> **PROBLEM DETAILS**
Whenever a line of the records below contains the word "favor", copy that line.

--- DATASET EXCERPTS Enclosed Below ---

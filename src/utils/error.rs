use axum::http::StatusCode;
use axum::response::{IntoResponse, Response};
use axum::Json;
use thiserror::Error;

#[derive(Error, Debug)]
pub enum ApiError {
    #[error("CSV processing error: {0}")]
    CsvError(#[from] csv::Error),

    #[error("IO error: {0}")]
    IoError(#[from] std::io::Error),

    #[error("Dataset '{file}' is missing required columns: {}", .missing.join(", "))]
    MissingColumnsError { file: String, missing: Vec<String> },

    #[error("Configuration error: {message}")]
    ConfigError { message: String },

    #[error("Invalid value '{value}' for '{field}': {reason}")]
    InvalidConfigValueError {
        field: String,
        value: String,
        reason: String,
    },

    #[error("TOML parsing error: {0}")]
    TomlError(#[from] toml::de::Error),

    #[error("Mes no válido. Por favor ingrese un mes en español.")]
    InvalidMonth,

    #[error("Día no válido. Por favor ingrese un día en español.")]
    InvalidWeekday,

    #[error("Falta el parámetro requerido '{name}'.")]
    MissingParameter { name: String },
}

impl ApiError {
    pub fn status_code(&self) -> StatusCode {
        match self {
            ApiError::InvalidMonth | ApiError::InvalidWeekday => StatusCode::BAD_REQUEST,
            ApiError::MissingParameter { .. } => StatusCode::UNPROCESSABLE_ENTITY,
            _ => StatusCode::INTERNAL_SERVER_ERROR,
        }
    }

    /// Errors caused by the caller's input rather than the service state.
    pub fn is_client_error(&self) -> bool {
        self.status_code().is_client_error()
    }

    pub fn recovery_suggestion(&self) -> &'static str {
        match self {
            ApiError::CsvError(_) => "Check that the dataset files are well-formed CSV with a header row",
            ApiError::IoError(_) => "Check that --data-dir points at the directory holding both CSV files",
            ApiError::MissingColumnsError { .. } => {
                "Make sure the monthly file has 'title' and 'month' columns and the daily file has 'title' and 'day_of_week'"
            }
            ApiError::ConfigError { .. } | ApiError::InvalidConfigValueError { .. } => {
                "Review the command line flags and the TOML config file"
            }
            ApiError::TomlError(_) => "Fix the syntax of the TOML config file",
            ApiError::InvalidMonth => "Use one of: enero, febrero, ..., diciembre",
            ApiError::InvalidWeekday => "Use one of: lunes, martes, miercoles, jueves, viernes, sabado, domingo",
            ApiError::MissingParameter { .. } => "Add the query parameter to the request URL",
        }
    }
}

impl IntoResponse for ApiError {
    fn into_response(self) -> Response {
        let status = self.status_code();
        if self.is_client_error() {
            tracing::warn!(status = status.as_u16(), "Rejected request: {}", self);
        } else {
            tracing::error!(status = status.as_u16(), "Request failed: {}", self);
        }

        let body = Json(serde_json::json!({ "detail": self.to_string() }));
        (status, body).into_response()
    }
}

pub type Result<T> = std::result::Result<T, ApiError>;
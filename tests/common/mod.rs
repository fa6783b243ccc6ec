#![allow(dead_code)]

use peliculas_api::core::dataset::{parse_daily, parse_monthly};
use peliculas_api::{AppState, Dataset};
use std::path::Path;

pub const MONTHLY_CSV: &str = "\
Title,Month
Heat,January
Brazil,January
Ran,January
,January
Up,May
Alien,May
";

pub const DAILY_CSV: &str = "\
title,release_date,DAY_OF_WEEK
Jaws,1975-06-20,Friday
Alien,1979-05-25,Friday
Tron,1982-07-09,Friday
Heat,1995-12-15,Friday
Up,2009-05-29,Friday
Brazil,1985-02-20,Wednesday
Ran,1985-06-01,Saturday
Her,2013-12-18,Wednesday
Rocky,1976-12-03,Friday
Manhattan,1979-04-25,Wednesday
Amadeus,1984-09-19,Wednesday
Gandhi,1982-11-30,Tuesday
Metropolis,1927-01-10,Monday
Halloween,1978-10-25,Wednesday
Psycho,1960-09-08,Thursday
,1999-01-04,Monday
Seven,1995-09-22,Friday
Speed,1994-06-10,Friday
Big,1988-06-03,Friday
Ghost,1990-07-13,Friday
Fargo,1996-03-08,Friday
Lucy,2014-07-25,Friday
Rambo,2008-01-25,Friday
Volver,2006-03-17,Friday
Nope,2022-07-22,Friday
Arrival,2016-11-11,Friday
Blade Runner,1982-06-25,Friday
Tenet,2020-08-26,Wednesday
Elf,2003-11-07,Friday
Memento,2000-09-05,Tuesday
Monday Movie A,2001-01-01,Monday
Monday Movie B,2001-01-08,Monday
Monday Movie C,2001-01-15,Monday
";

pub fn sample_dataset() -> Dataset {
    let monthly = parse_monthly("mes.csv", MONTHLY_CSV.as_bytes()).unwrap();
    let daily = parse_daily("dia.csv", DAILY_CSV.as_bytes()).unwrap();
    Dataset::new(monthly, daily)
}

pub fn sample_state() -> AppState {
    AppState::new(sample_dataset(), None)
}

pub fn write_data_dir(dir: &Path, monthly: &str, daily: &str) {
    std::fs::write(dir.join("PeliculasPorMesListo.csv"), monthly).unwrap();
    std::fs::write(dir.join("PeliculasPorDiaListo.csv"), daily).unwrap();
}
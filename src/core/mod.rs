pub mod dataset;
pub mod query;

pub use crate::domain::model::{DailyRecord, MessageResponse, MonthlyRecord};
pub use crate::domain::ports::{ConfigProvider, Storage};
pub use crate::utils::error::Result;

--- End of Enclosed DATASET EXCERPTS ---

> **EXPECTED ANSWER**
    #[error("Mes no válido. Por favor ingrese un mes en español.")]
    #[error("Día no válido. Por favor ingrese un día en español.")]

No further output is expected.